Trivedi: It took a year and a half to edit this film and we did it very delicately because this is such explosive material, and if it’s not handled delicately it could be blasphemous and therefore not inspire the conversation that we genuinely want to inspire.

It’s a conversation that needs to happen among believers about the faith, identity, and ideology. If this is handled incorrectly, it can lead to a conversation that is absolutely different and we didn’t want the film to be shunned. Even with Aziz, I would edit it and run it through other producers and editors. We feel that American intervention and outside forces coming in have failed spectacularly. The shift has to come from Muslims themselves.

"We didn’t know that at the madrassas, students didn’t know any meaning. They were memorizing for sixteen hours a day a book that is in Arabic."'

If you want to solve the problem of extremism in Islam, then it has to be done by Muslims themselves. Outsiders can never solve the problem of extremism. It has to be a war among the believers. 

MSNBC: There is a scene in the documentary when a boy at one of the madrassas reveals he does not know the interpretation of the verses of the Koran he is studying, which really resonated with the audience.

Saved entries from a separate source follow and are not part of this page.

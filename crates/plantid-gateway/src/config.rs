//! Configuration for the Plant.id gateway.

use std::env;
use std::time::Duration;

use ai_core::GatewayError;

/// Configuration for [`crate::PlantIdGateway`].
#[derive(Debug, Clone)]
pub struct PlantIdConfig {
    /// API base URL.
    pub api_url: String,

    /// API key, sent in the `Api-Key` header.
    pub api_key: String,

    /// Per-call timeout.
    pub timeout: Duration,

    /// Ask the vendor for reference images alongside suggestions.
    pub request_similar_images: bool,
}

impl Default for PlantIdConfig {
    fn default() -> Self {
        Self {
            api_url: "https://api.plant.id".to_string(),
            api_key: String::new(),
            timeout: Duration::from_secs(10),
            request_similar_images: true,
        }
    }
}

impl PlantIdConfig {
    /// Create configuration from environment variables.
    ///
    /// Required environment variables:
    /// - `PLANT_ID_API_KEY` - API key for authentication
    ///
    /// Optional environment variables:
    /// - `PLANT_ID_API_URL` - API URL (default: https://api.plant.id)
    /// - `PLANT_ID_TIMEOUT_SECS` - Per-call timeout (default: 10)
    pub fn from_env() -> Result<Self, GatewayError> {
        let api_key = env::var("PLANT_ID_API_KEY")
            .map_err(|_| GatewayError::configuration("PLANT_ID_API_KEY not set"))?;

        let defaults = Self::default();

        let api_url = env::var("PLANT_ID_API_URL").unwrap_or(defaults.api_url);

        let timeout = env::var("PLANT_ID_TIMEOUT_SECS")
            .ok()
            .and_then(|v| v.parse().ok())
            .map(Duration::from_secs)
            .unwrap_or(defaults.timeout);

        Ok(Self {
            api_url,
            api_key,
            timeout,
            request_similar_images: defaults.request_similar_images,
        })
    }
}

What was your reaction to witnessing that?

Trivedi: We were slightly aware but we didn’t know that at the madrassas, students didn’t know any meaning. They were memorizing for sixteen hours a day a book that is in Arabic. Most of the children spoke either Pashto, Urdu, or Punjabi, but not Arabic. I couldn’t believe it. Immediately I thought, that’s a great weapon for mind control. “Memorize it and don’t worry about the meaning” -- it’s a very common traditional religious education system.

MSNBC: Dr. Pervez Hoodbhoy is a Pakistani nuclear physicist, national security analyst, and author who is a very passionate advocate of fighting radicalism in Pakistan. What was it like reaching out to him and what do you think he brought to the table in this debate?

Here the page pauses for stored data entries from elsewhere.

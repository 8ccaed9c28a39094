//! Internal result shapes returned by provider gateways.
//!
//! Each gateway parses its vendor payload into these types; the router
//! annotates them with provenance before handing them to the pipelines.
//! Fields absent from a vendor payload default explicitly: strings to
//! `"Unknown"`, arrays to empty, confidence to `0`.

use serde::{Deserialize, Serialize};

use crate::task::ModelTier;

/// Placeholder for string fields a vendor did not supply.
pub const UNKNOWN: &str = "Unknown";

/// One species hypothesis from an identification provider.
#[derive(Debug, Clone, PartialEq, Serialize, Deserialize)]
pub struct SpeciesCandidate {
    pub scientific_name: String,
    pub common_names: Vec<String>,
    pub family: String,
    pub genus: String,
    /// Provider confidence in `[0, 1]`.
    pub confidence: f64,
    /// Most similar reference image, when the vendor shares one.
    pub similar_image_url: Option<String>,
    /// Vendor-side species identifier, used for catalog enrichment.
    pub provider_species_id: Option<String>,
    /// Care description, when the vendor shares one.
    pub description: Option<String>,
    /// Toxicity note, when the vendor shares one.
    pub toxicity: Option<String>,
}

impl SpeciesCandidate {
    /// A sentinel candidate for unparseable vendor output.
    pub fn unknown() -> Self {
        Self {
            scientific_name: UNKNOWN.to_string(),
            common_names: Vec::new(),
            family: UNKNOWN.to_string(),
            genus: UNKNOWN.to_string(),
            confidence: 0.0,
            similar_image_url: None,
            provider_species_id: None,
            description: None,
            toxicity: None,
        }
    }
}

/// Result of an identification call: the best suggestion plus up to four
/// alternatives.
#[derive(Debug, Clone, PartialEq, Serialize, Deserialize)]
pub struct Identification {
    /// Vendor signal that the images contain a plant at all.
    pub is_plant: bool,
    pub top: SpeciesCandidate,
    pub alternatives: Vec<SpeciesCandidate>,
}

/// A diagnosed problem with ordered treatment suggestions.
#[derive(Debug, Clone, PartialEq, Serialize, Deserialize)]
pub struct RankedIssue {
    pub name: String,
    pub description: String,
    /// Provider confidence in `[0, 1]`.
    pub confidence: f64,
    /// Qualitative severity as reported by the provider.
    pub severity: String,
    /// Treatment steps in application order.
    pub treatments: Vec<String>,
}

/// Result of a health assessment call.
#[derive(Debug, Clone, PartialEq, Serialize, Deserialize)]
pub struct HealthAssessment {
    pub is_healthy: bool,
    /// Issues ranked by confidence, highest first.
    pub issues: Vec<RankedIssue>,
}

/// Token accounting reported by a conversational or embedding provider.
#[derive(Debug, Clone, Copy, Default, PartialEq, Eq, Serialize, Deserialize)]
pub struct TokenUsage {
    pub input_tokens: u32,
    pub output_tokens: u32,
}

impl TokenUsage {
    pub fn total(&self) -> u32 {
        self.input_tokens + self.output_tokens
    }
}

/// Message role in a conversation turn.
#[derive(Debug, Clone, Copy, PartialEq, Eq, Serialize, Deserialize)]
#[serde(rename_all = "lowercase")]
pub enum Role {
    User,
    Assistant,
    System,
}

impl Role {
    pub fn as_str(self) -> &'static str {
        match self {
            Role::User => "user",
            Role::Assistant => "assistant",
            Role::System => "system",
        }
    }
}

/// One turn in the conversation passed to a chat provider.
#[derive(Debug, Clone, PartialEq, Serialize, Deserialize)]
pub struct ChatTurn {
    pub role: Role,
    pub content: String,
}

impl ChatTurn {
    pub fn user(content: impl Into<String>) -> Self {
        Self {
            role: Role::User,
            content: content.into(),
        }
    }

    pub fn assistant(content: impl Into<String>) -> Self {
        Self {
            role: Role::Assistant,
            content: content.into(),
        }
    }
}

/// A conversational request: system prompt plus ordered turns.
///
/// The tier is advisory; router chain entries may override it so the
/// complex chain can degrade to the simple model before switching vendors.
#[derive(Debug, Clone, PartialEq, Serialize, Deserialize)]
pub struct ChatRequest {
    pub system: String,
    pub turns: Vec<ChatTurn>,
    pub tier: ModelTier,
}

/// Completed (non-streaming) chat result.
#[derive(Debug, Clone, PartialEq, Serialize, Deserialize)]
pub struct ChatCompletion {
    pub content: String,
    pub model: String,
    pub usage: TokenUsage,
}

/// One event from a streaming chat call, delivered in emission order.
#[derive(Debug, Clone, PartialEq)]
pub enum ChatStreamEvent {
    /// An incremental text chunk.
    Delta(String),
    /// The stream finished; carries the final usage tuple.
    Done(TokenUsage),
}

/// A 1536-dimension embedding vector with its token count.
#[derive(Debug, Clone, PartialEq, Serialize, Deserialize)]
pub struct Embedding {
    pub vectors: Vec<Vec<f64>>,
    pub usage: TokenUsage,
}

impl Embedding {
    /// The single vector of a one-element batch.
    pub fn first(&self) -> Option<&[f64]> {
        self.vectors.first().map(|v| v.as_slice())
    }
}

Trivedi: The reason we got in touch with Pervez is because I wanted to understand the ideological conflict from a neutral point of view. He is the biggest education reformer in Pakistan, so that is why we contacted him and he’s actively working on educational reform. Madrassas already exist and are very strong, so he is working with the government to try to see if they can be used as a mechanism to educate children on normal subjects like math and science.

MSNBC: How does this documentary speak to what’s going on in the entirety of the Muslim world?

Trivedi: Islam is not about politics, it’s about spirituality. This needs to be shown to policymakers in D.C. because what we really want is to inspire this dialogue about books, not bombs. Terrorism cannot be destroyed but it can be defused. Instead of investing in nuclear bombs, just invest in books. That is the biggest thing that we want.